*INSTRUCTIONS FOR THE TASK*: Bring together all lines from the listing below that contain the string "parts".

*SUPPLIED RECORDS*:
----------

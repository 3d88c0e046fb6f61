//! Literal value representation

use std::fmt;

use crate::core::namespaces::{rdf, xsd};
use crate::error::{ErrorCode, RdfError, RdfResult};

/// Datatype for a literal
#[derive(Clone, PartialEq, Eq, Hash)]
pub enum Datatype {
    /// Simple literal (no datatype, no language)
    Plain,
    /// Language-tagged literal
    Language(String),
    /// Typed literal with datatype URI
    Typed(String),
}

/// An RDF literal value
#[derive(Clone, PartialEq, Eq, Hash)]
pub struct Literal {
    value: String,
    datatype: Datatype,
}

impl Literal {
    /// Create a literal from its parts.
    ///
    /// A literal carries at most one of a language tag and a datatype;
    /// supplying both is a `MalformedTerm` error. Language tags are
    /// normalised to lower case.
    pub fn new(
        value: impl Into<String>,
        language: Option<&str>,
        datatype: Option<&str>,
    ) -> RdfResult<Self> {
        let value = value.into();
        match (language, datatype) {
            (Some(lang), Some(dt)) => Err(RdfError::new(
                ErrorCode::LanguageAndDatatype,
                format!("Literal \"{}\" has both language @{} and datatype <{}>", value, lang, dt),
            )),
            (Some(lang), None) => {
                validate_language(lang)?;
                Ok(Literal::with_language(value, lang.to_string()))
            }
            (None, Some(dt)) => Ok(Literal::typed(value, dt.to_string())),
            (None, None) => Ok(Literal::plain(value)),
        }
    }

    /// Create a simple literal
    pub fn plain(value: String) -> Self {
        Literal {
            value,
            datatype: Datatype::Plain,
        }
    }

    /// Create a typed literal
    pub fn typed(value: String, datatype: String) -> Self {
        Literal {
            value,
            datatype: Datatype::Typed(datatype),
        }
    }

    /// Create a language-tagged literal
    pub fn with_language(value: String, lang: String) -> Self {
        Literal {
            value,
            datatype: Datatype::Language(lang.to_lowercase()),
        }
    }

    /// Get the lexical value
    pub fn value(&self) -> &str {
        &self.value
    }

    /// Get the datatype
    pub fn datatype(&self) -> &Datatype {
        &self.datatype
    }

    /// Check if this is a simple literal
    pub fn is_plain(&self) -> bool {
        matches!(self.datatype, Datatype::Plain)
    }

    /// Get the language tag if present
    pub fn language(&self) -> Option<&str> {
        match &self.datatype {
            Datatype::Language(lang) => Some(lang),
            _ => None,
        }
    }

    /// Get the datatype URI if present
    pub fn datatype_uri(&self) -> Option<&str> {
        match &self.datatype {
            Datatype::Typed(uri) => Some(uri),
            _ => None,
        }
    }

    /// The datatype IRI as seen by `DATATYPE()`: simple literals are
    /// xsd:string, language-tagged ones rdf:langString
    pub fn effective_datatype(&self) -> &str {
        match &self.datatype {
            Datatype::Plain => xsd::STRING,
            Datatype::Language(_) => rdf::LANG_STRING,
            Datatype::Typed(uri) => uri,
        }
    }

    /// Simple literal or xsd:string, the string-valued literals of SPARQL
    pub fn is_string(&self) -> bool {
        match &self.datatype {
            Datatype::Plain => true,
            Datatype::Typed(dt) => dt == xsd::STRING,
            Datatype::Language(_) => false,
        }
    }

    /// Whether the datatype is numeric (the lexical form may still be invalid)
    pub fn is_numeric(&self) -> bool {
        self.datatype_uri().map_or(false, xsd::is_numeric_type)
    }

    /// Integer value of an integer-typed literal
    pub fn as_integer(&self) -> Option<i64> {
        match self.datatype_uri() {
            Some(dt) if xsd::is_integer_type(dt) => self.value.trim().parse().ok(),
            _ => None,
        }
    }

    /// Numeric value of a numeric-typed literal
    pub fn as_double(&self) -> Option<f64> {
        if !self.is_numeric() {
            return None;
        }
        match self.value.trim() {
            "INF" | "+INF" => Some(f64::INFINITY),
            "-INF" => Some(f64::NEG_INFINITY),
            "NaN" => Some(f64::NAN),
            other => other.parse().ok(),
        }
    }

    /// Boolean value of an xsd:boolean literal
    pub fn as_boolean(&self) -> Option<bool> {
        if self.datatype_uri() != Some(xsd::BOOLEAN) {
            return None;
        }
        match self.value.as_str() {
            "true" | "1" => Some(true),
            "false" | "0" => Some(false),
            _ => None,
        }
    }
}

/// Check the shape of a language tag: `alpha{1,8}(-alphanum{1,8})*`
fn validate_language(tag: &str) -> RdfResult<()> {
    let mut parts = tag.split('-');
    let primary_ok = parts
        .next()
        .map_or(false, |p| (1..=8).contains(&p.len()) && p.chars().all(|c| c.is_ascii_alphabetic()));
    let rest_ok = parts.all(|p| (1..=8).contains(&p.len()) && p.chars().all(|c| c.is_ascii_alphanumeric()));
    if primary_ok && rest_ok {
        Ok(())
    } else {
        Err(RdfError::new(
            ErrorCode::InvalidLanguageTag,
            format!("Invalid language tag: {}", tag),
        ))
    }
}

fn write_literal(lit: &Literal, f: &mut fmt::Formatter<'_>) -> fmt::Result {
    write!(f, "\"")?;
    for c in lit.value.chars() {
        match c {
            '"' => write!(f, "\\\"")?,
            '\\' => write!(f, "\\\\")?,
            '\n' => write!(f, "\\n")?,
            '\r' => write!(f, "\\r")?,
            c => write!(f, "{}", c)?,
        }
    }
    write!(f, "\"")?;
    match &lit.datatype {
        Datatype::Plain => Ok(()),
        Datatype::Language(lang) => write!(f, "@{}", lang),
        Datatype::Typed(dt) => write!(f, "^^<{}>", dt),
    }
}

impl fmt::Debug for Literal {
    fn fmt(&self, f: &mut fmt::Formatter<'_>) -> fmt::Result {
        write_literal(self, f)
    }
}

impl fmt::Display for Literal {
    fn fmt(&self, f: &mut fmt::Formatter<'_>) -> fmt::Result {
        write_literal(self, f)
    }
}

----------

*YOUR RESPONSE*:
    /// Create a literal from its parts.
    let mut parts = tag.split('-');
    let primary_ok = parts
    let rest_ok = parts.all(|p| (1..=8).contains(&p.len()) && p.chars().all(|c| c.is_ascii_alphanumeric()));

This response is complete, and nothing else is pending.